--- START ---
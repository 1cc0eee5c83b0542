use std::path::Path;

use anyhow::{Context, Result};
use image::imageops::{self, FilterType};
use image::{DynamicImage, GrayImage, Rgba, RgbaImage};
use log::debug;

use crate::layout::IconLayout;
use crate::output::{encode_png, write_atomic};
use crate::shape;

const TRANSPARENT: Rgba<u8> = Rgba([0, 0, 0, 0]);

/// Loads `input`, turns it into a rounded app icon with a drop shadow and
/// writes it to `output` as PNG.
pub fn build_icon(input: &Path, output: &Path) -> Result<()> {
    let source =
        image::open(input).with_context(|| format!("Failed to open image: {}", input.display()))?;
    debug!(
        "Loaded {} ({}x{})",
        input.display(),
        source.width(),
        source.height()
    );

    let canvas = render_icon(&source, &IconLayout::macos());
    let png = encode_png(&canvas)?;
    write_atomic(output, &png)?;

    debug!("Wrote {} bytes to {}", png.len(), output.display());
    Ok(())
}

/// Runs the in-memory part of the pipeline and returns the finished canvas.
pub fn render_icon(source: &DynamicImage, layout: &IconLayout) -> RgbaImage {
    let size = layout.shape_size();
    let mask = shape::rounded_rect_mask(size, size, layout.corner_radius());

    let mut content = fit_cover(source, size);
    apply_mask(&mut content, &mask);
    debug!("Content layer {}x{}", content.width(), content.height());

    let shadow = render_shadow(layout);
    debug!("Shadow blurred with sigma {}", layout.shadow_blur_sigma());

    let side = layout.canvas_size();
    let mut canvas = RgbaImage::from_pixel(side, side, TRANSPARENT);
    imageops::overlay(&mut canvas, &shadow, 0, 0);
    let content_rect = layout.content_rect();
    imageops::overlay(
        &mut canvas,
        &content,
        content_rect.x as i64,
        content_rect.y as i64,
    );

    canvas
}

/// Scales `source` to cover a `size`×`size` square and crops the overflow
/// evenly from both ends of the longer axis.
pub fn fit_cover(source: &DynamicImage, size: u32) -> RgbaImage {
    source
        .resize_to_fill(size, size, FilterType::CatmullRom)
        .into_rgba8()
}

/// Replaces the alpha channel of `image` with `mask`. Colour is left as is.
pub fn apply_mask(image: &mut RgbaImage, mask: &GrayImage) {
    debug_assert_eq!(image.dimensions(), mask.dimensions());

    for (pixel, coverage) in image.pixels_mut().zip(mask.pixels()) {
        pixel[3] = coverage[0];
    }
}

/// Full-canvas shadow layer: a semi-transparent black rounded rect, blurred.
pub fn render_shadow(layout: &IconLayout) -> RgbaImage {
    let side = layout.canvas_size();
    let mut shadow = RgbaImage::from_pixel(side, side, TRANSPARENT);
    shape::fill_rounded_rect(
        &mut shadow,
        layout.shadow_rect(),
        layout.corner_radius(),
        Rgba([0, 0, 0, layout.shadow_alpha()]),
    );

    imageops::blur(&shadow, layout.shadow_blur_sigma())
}
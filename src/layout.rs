//! Fixed geometry of a macOS app icon.
//!
//! Every buffer size and offset used by the compositor is derived here from
//! the canvas size, the shape size and the corner-radius fraction.

pub const CANVAS_SIZE: u32 = 1024;
pub const SHAPE_SIZE: u32 = 824;
pub const CORNER_RADIUS_FRACTION: f32 = 0.22;

/// Downward shift of the shadow relative to the content, in pixels.
pub const SHADOW_OFFSET_Y: u32 = 10;
pub const SHADOW_ALPHA: u8 = 160;
pub const SHADOW_BLUR_SIGMA: f32 = 15.0;

#[derive(Debug, Clone, Copy, PartialEq, Eq)]
pub struct Rect {
    pub x: u32,
    pub y: u32,
    pub width: u32,
    pub height: u32,
}

impl Rect {
    pub fn new(x: u32, y: u32, width: u32, height: u32) -> Self {
        Self {
            x,
            y,
            width,
            height,
        }
    }

    pub fn right(&self) -> u32 {
        self.x + self.width
    }

    pub fn bottom(&self) -> u32 {
        self.y + self.height
    }
}

/// Icon geometry. Only [`IconLayout::macos`] builds one, so the sizes always
/// satisfy `shape_size <= canvas_size`.
#[derive(Debug, Clone, Copy, PartialEq)]
pub struct IconLayout {
    canvas_size: u32,
    shape_size: u32,
    corner_radius_fraction: f32,
    shadow_offset_y: u32,
    shadow_alpha: u8,
    shadow_blur_sigma: f32,
}

impl IconLayout {
    /// The geometry Apple's icon template uses for a 1024px master.
    pub fn macos() -> Self {
        Self {
            canvas_size: CANVAS_SIZE,
            shape_size: SHAPE_SIZE,
            corner_radius_fraction: CORNER_RADIUS_FRACTION,
            shadow_offset_y: SHADOW_OFFSET_Y,
            shadow_alpha: SHADOW_ALPHA,
            shadow_blur_sigma: SHADOW_BLUR_SIGMA,
        }
    }

    pub fn canvas_size(&self) -> u32 {
        self.canvas_size
    }

    pub fn shape_size(&self) -> u32 {
        self.shape_size
    }

    pub fn shadow_alpha(&self) -> u8 {
        self.shadow_alpha
    }

    pub fn shadow_blur_sigma(&self) -> f32 {
        self.shadow_blur_sigma
    }

    pub fn padding(&self) -> u32 {
        (self.canvas_size - self.shape_size) / 2
    }

    pub fn corner_radius(&self) -> f32 {
        self.shape_size as f32 * self.corner_radius_fraction
    }

    pub fn content_rect(&self) -> Rect {
        let padding = self.padding();
        Rect::new(padding, padding, self.shape_size, self.shape_size)
    }

    /// Same square as the content, pushed down by the shadow offset.
    pub fn shadow_rect(&self) -> Rect {
        let content = self.content_rect();
        Rect::new(
            content.x,
            content.y + self.shadow_offset_y,
            content.width,
            content.height,
        )
    }
}

#[cfg(test)]
mod tests {
    use super::*;

    #[test]
    fn padding_is_symmetric() {
        let layout = IconLayout::macos();
        assert_eq!(layout.padding(), 100);
        let content = layout.content_rect();
        assert_eq!(content, Rect::new(100, 100, 824, 824));
        assert_eq!(layout.canvas_size() - content.right(), content.x);
        assert_eq!(layout.canvas_size() - content.bottom(), content.y);
    }

    #[test]
    fn corner_radius_is_fraction_of_shape() {
        let radius = IconLayout::macos().corner_radius();
        assert!((radius - 181.28).abs() < 1e-3);
    }

    #[test]
    fn shadow_is_content_square_shifted_down() {
        let layout = IconLayout::macos();
        let shadow = layout.shadow_rect();

        assert_eq!(shadow, Rect::new(100, 110, 824, 824));
        assert_eq!(shadow.bottom(), layout.content_rect().bottom() + SHADOW_OFFSET_Y);
    }
}
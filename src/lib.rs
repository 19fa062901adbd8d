pub mod config;
pub mod document;
pub mod env;

pub use config::{Config, ConfigError, ConfigLoader};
--- END ---
- PROBLEM DETAILS -
Counting only lines that contain "Clone", say how many there are in the material above, and add nothing.

- ANSWER SECTION -
2